** Opening Records to use block **

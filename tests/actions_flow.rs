//! Flat action interface flows: parameter coercion, envelope mapping and
//! the never-faulting error boundary.

use pretty_assertions::assert_eq;
use serde_json::json;
use sma_client::mocks::MockTransport;
use sma_client::{ActionRunner, ActionStatus, AuthMethod, SmaClient, SmaConfig};
use std::sync::Arc;

fn runner_with(transport: Arc<MockTransport>, auth_method: AuthMethod) -> ActionRunner {
    let config = SmaConfig::builder()
        .host("https://sma.example.com")
        .username("admin")
        .passphrase("secret")
        .auth_method(auth_method)
        .build()
        .unwrap();
    ActionRunner::new(SmaClient::with_transport(config, transport))
}

fn basic_runner(transport: Arc<MockTransport>) -> ActionRunner {
    runner_with(transport, AuthMethod::Basic)
}

#[tokio::test]
async fn invalid_order_by_is_rejected_before_any_network_call() {
    let transport = Arc::new(MockTransport::new());
    let runner = basic_runner(transport.clone());

    let envelope = runner
        .run(
            "search_spam_quarantine_messages",
            json!({
                "start_date": "2024-01-01T00:00:00.000Z",
                "end_date": "2024-02-01T00:00:00.000Z",
                "order_by": "invalid_field",
            }),
        )
        .await;

    assert_eq!(envelope.status, ActionStatus::Error);
    assert!(envelope.message.contains("order_by"));
    assert_eq!(transport.request_count(), 0);
}

#[tokio::test]
async fn missing_required_date_names_the_field() {
    let transport = Arc::new(MockTransport::new());
    let runner = basic_runner(transport.clone());

    let envelope = runner
        .run("search_spam_quarantine_messages", json!({"end_date": "2024-02-01"}))
        .await;
    assert!(!envelope.is_success());
    assert!(envelope.message.contains("start_date"));
    assert_eq!(transport.request_count(), 0);
}

#[tokio::test]
async fn search_envelope_carries_data_and_summary() {
    let transport = Arc::new(MockTransport::new());
    transport.enqueue_json(json!({
        "data": [{"mid": 100}, {"mid": 101}],
        "meta": {"totalCount": 57}
    }));

    let runner = basic_runner(transport);
    let envelope = runner
        .run(
            "search_spam_quarantine_messages",
            json!({
                "start_date": "2024-01-01T00:00:00.000Z",
                "end_date": "2024-02-01T00:00:00.000Z",
            }),
        )
        .await;

    assert!(envelope.is_success());
    assert_eq!(envelope.message, "Successfully retrieved messages");
    assert_eq!(envelope.data.len(), 2);
    assert_eq!(envelope.summary["total_messages"], json!(57));
    assert_eq!(envelope.summary["messages_returned"], json!(2));
}

#[tokio::test]
async fn delete_list_entry_accepts_csv_and_array_equivalently() {
    let expected_payload = json!({
        "quarantineType": "spam",
        "viewBy": "recipient",
        "recipientList": ["a@x.com", "b@x.com"],
    });

    for recipient_list in [json!("a@x.com,b@x.com"), json!(["a@x.com", "b@x.com"])] {
        let transport = Arc::new(MockTransport::new());
        transport.enqueue_json(json!({"data": {"totalCount": 2}}));

        let runner = basic_runner(transport.clone());
        let envelope = runner
            .run(
                "delete_list_entry",
                json!({
                    "list_type": "safelist",
                    "view_by": "recipient",
                    "recipient_list": recipient_list,
                }),
            )
            .await;

        assert!(envelope.is_success(), "{}", envelope.message);
        assert_eq!(envelope.summary["total_deleted"], json!(2));
        assert_eq!(envelope.summary["list_type"], json!("safelist"));
        assert_eq!(envelope.summary["view_by"], json!("recipient"));

        let sent = transport.last_request().unwrap();
        assert!(sent.url.ends_with("/sma/api/v2.0/quarantine/safelist"));
        assert_eq!(sent.body.unwrap(), expected_payload);
    }
}

#[tokio::test]
async fn release_summary_total_matches_submitted_ids() {
    let transport = Arc::new(MockTransport::new());
    transport.enqueue_json(json!({"data": {"action": "release", "totalCount": 2}}));

    let runner = basic_runner(transport.clone());
    let envelope = runner
        .run("release_spam_message", json!({"message_id": "100, 101"}))
        .await;

    assert!(envelope.is_success());
    assert_eq!(envelope.summary["total_released"], json!(2));
    assert_eq!(envelope.summary["action"], json!("release"));
    assert_eq!(
        transport.last_request().unwrap().body.unwrap()["mids"],
        json!([100, 101])
    );
}

#[tokio::test]
async fn non_integer_message_id_fails_locally() {
    let transport = Arc::new(MockTransport::new());
    let runner = basic_runner(transport.clone());

    let envelope = runner
        .run("delete_spam_message", json!({"message_id": "abc"}))
        .await;
    assert!(!envelope.is_success());
    assert!(envelope.message.contains("must be a valid integer"));
    assert_eq!(transport.request_count(), 0);
}

#[tokio::test]
async fn general_quarantine_actions_require_quarantine_name() {
    let transport = Arc::new(MockTransport::new());
    let runner = basic_runner(transport.clone());

    let envelope = runner
        .run("release_general_quarantine_message", json!({"message_id": 7}))
        .await;
    assert!(!envelope.is_success());
    assert!(envelope.message.contains("quarantine_name"));
    assert_eq!(transport.request_count(), 0);
}

#[tokio::test]
async fn unknown_action_is_reported_not_panicked() {
    let transport = Arc::new(MockTransport::new());
    let runner = basic_runner(transport);

    let envelope = runner.run("reboot_appliance", json!({})).await;
    assert!(!envelope.is_success());
    assert!(envelope.message.contains("Unsupported action 'reboot_appliance'"));
}

#[tokio::test]
async fn tracking_details_summary_has_subject_status_direction() {
    let transport = Arc::new(MockTransport::new());
    transport.enqueue_json(json!({
        "data": {
            "messages": {
                "subject": "Quarterly report",
                "messageStatus": "Delivered",
                "direction": "incoming"
            }
        }
    }));

    let runner = basic_runner(transport);
    let envelope = runner
        .run("get_message_tracking_details", json!({"mid": 4242}))
        .await;

    assert!(envelope.is_success());
    assert_eq!(envelope.summary["subject"], json!("Quarterly report"));
    assert_eq!(envelope.summary["status"], json!("Delivered"));
    assert_eq!(envelope.summary["direction"], json!("incoming"));
    assert_eq!(envelope.data.len(), 1);
}

#[tokio::test]
async fn message_details_summary_has_subject() {
    let transport = Arc::new(MockTransport::new());
    transport.enqueue_json(json!({
        "data": {"attributes": {"subject": "Hello"}}
    }));

    let runner = basic_runner(transport.clone());
    let envelope = runner
        .run("get_general_quarantine_message_details", json!({"message_id": 55}))
        .await;

    assert!(envelope.is_success());
    assert_eq!(envelope.summary["subject"], json!("Hello"));
    assert!(transport
        .last_request()
        .unwrap()
        .query
        .contains(&("quarantineType".to_string(), "pvo".to_string())));
}

#[tokio::test]
async fn statistics_report_summary_names_report_and_counter() {
    let transport = Arc::new(MockTransport::new());
    transport.enqueue_json(json!({"data": {"type": "mail_incoming_traffic_summary"}}));

    let runner = basic_runner(transport);
    let envelope = runner
        .run(
            "get_statistics_report",
            json!({
                "report_type": "mail_incoming_traffic_summary",
                "counter": "total_clean_recipients",
                "start_date": "2024-01-01T00:00+00:00",
                "end_date": "2024-02-01T00:00+00:00",
            }),
        )
        .await;

    assert!(envelope.is_success());
    assert_eq!(
        envelope.summary["report_type"],
        json!("mail_incoming_traffic_summary")
    );
    assert_eq!(envelope.summary["counter"], json!("total_clean_recipients"));
}

#[tokio::test]
async fn download_attachment_summary_names_file() {
    let transport = Arc::new(MockTransport::new());
    transport.enqueue_binary(
        &b"attachment bytes"[..],
        Some("application/octet-stream"),
        Some(r#"attachment; filename="safe,name.bin""#),
    );

    let runner = basic_runner(transport);
    let envelope = runner
        .run(
            "download_attachment",
            json!({"message_id": 42, "attachment_id": "att-1"}),
        )
        .await;

    assert!(envelope.is_success());
    assert_eq!(envelope.summary["file_name"], json!("safename.bin"));
    assert_eq!(envelope.summary["size_bytes"], json!(16));
}

#[tokio::test]
async fn remote_failure_becomes_failed_envelope_with_status_and_body() {
    let transport = Arc::new(MockTransport::new());
    transport.enqueue_error(sma_client::SmaError::Api {
        status: 503,
        body: "maintenance".to_string(),
    });

    let runner = basic_runner(transport);
    let envelope = runner
        .run(
            "search_tracking_messages",
            json!({"start_date": "2024-01-01", "end_date": "2024-02-01"}),
        )
        .await;

    assert!(!envelope.is_success());
    assert!(envelope.message.contains("503"));
    assert!(envelope.message.contains("maintenance"));
}

#[tokio::test]
async fn test_connectivity_reports_through_envelope() {
    let transport = Arc::new(MockTransport::new());
    transport.enqueue_json(json!({"data": {"jwtToken": "abc123"}}));
    transport.enqueue_json(json!({"data": {"jwtToken": "abc123"}}));

    let runner = runner_with(transport, AuthMethod::Jwt);
    let envelope = runner.run("test_connectivity", json!({})).await;
    assert!(envelope.is_success());
    assert_eq!(envelope.message, "Test Connectivity Passed");
}

#[tokio::test]
async fn add_list_entry_requires_paired_fields_per_view() {
    let transport = Arc::new(MockTransport::new());
    let runner = basic_runner(transport.clone());

    // Recipient view without the paired sender list
    let envelope = runner
        .run(
            "add_list_entry",
            json!({
                "view_by": "recipient",
                "recipient_addresses": "user@corp.com",
            }),
        )
        .await;
    assert!(!envelope.is_success());
    assert!(envelope.message.contains("sender_list"));
    assert_eq!(transport.request_count(), 0);
}
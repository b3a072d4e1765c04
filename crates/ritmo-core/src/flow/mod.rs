//! Survey flow: per-category plans and the state machine that traverses them.

mod engine;
mod plan;

pub use engine::{FlowState, FlowStep, SurveyFlow};
pub use plan::{FlowPlan, PromptSpec, ReminderSpec};
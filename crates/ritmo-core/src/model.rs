//! Domain model: participants, activity events, and answers.
//!
//! Activity kinds carry a stable integer tag for storage; anything
//! unrecognized on read maps to `Unknown` and never scores.

use serde::{Deserialize, Serialize};

/// Marker stored in an event's `value` field for an affirmative answer.
pub const AFFIRMATIVE: &str = "1";

/// Marker stored for a negative answer, when negative answers are recorded
/// at all (see `SurveyConfig::record_negative_answers`).
pub const NEGATIVE: &str = "0";

/// Participant category. Decides which flow plan and schedule apply.
#[derive(Debug, Clone, Copy, PartialEq, Eq, Hash, Serialize, Deserialize)]
#[serde(rename_all = "camelCase")]
pub enum Category {
    GroupA,
    GroupB,
}

impl Category {
    pub fn tag(&self) -> &'static str {
        match self {
            Category::GroupA => "groupA",
            Category::GroupB => "groupB",
        }
    }

    pub fn from_tag(tag: &str) -> Option<Self> {
        match tag {
            "groupA" => Some(Category::GroupA),
            "groupB" => Some(Category::GroupB),
            _ => None,
        }
    }
}

/// A registered participant.
#[derive(Debug, Clone, PartialEq, Eq, Serialize, Deserialize)]
pub struct Participant {
    pub id: String,
    pub category: Category,
    /// Unix timestamp, set once at registration.
    pub registered_at: i64,
}

/// Ritual tier an activity event belongs to.
///
/// The integer tags are the storage representation and must stay stable.
#[derive(Debug, Clone, Copy, PartialEq, Eq, Hash, Serialize, Deserialize)]
#[serde(rename_all = "lowercase")]
pub enum ActivityKind {
    Unknown,
    Morning,
    Midday,
    Evening,
    Weekly,
    Monthly,
    Exceptional,
}

impl ActivityKind {
    pub fn as_i64(&self) -> i64 {
        match self {
            ActivityKind::Unknown => 0,
            ActivityKind::Morning => 1,
            ActivityKind::Midday => 2,
            ActivityKind::Evening => 3,
            ActivityKind::Weekly => 4,
            ActivityKind::Monthly => 5,
            ActivityKind::Exceptional => 6,
        }
    }

    /// Maps a stored tag back to a kind. Anything unrecognized becomes
    /// `Unknown`, which is excluded from every weighted sum.
    pub fn from_i64(raw: i64) -> Self {
        match raw {
            1 => ActivityKind::Morning,
            2 => ActivityKind::Midday,
            3 => ActivityKind::Evening,
            4 => ActivityKind::Weekly,
            5 => ActivityKind::Monthly,
            6 => ActivityKind::Exceptional,
            _ => ActivityKind::Unknown,
        }
    }

    pub fn tag(&self) -> &'static str {
        match self {
            ActivityKind::Unknown => "unknown",
            ActivityKind::Morning => "morning",
            ActivityKind::Midday => "midday",
            ActivityKind::Evening => "evening",
            ActivityKind::Weekly => "weekly",
            ActivityKind::Monthly => "monthly",
            ActivityKind::Exceptional => "exceptional",
        }
    }
}

/// One recorded answer. Immutable once written; the ledger only appends.
#[derive(Debug, Clone, PartialEq, Eq, Serialize, Deserialize)]
pub struct ActivityEvent {
    pub participant_id: String,
    pub kind: ActivityKind,
    /// String-encoded boolean-like payload; only `"1"` counts toward score.
    pub value: String,
    /// Unix timestamp of when the event was recorded.
    pub timestamp: i64,
}

impl ActivityEvent {
    pub fn affirmative(participant_id: impl Into<String>, kind: ActivityKind, timestamp: i64) -> Self {
        Self {
            participant_id: participant_id.into(),
            kind,
            value: AFFIRMATIVE.to_string(),
            timestamp,
        }
    }

    pub fn negative(participant_id: impl Into<String>, kind: ActivityKind, timestamp: i64) -> Self {
        Self {
            participant_id: participant_id.into(),
            kind,
            value: NEGATIVE.to_string(),
            timestamp,
        }
    }

    pub fn is_affirmative(&self) -> bool {
        self.value == AFFIRMATIVE
    }
}

/// A yes/no response to a ritual prompt.
#[derive(Debug, Clone, Copy, PartialEq, Eq, Serialize, Deserialize)]
#[serde(rename_all = "lowercase")]
pub enum Answer {
    Yes,
    No,
}

impl Answer {
    pub fn from_str_loose(raw: &str) -> Option<Self> {
        match raw.trim().to_ascii_lowercase().as_str() {
            "yes" | "y" => Some(Answer::Yes),
            "no" | "n" => Some(Answer::No),
            _ => None,
        }
    }
}

#[cfg(test)]
mod tests {
    use super::*;

    #[test]
    fn kind_storage_tags_round_trip() {
        for kind in [
            ActivityKind::Morning,
            ActivityKind::Midday,
            ActivityKind::Evening,
            ActivityKind::Weekly,
            ActivityKind::Monthly,
            ActivityKind::Exceptional,
        ] {
            assert_eq!(ActivityKind::from_i64(kind.as_i64()), kind);
        }
    }

    #[test]
    fn unrecognized_kind_maps_to_unknown() {
        assert_eq!(ActivityKind::from_i64(0), ActivityKind::Unknown);
        assert_eq!(ActivityKind::from_i64(99), ActivityKind::Unknown);
        assert_eq!(ActivityKind::from_i64(-7), ActivityKind::Unknown);
    }

    #[test]
    fn category_tags_round_trip() {
        assert_eq!(Category::from_tag("groupA"), Some(Category::GroupA));
        assert_eq!(Category::from_tag("groupB"), Some(Category::GroupB));
        assert_eq!(Category::from_tag("groupC"), None);
    }

    #[test]
    fn only_affirmative_marker_counts() {
        let yes = ActivityEvent::affirmative("42", ActivityKind::Morning, 1000);
        let no = ActivityEvent::negative("42", ActivityKind::Morning, 1000);
        assert!(yes.is_affirmative());
        assert!(!no.is_affirmative());
    }

    #[test]
    fn answer_parses_loosely() {
        assert_eq!(Answer::from_str_loose("YES"), Some(Answer::Yes));
        assert_eq!(Answer::from_str_loose(" n "), Some(Answer::No));
        assert_eq!(Answer::from_str_loose("maybe"), None);
    }
}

** Closing Records to use block **

Exercise description:
Counting only those lines of the data above where the word "totalCount" appears, give the number and nothing more.

Your response:
3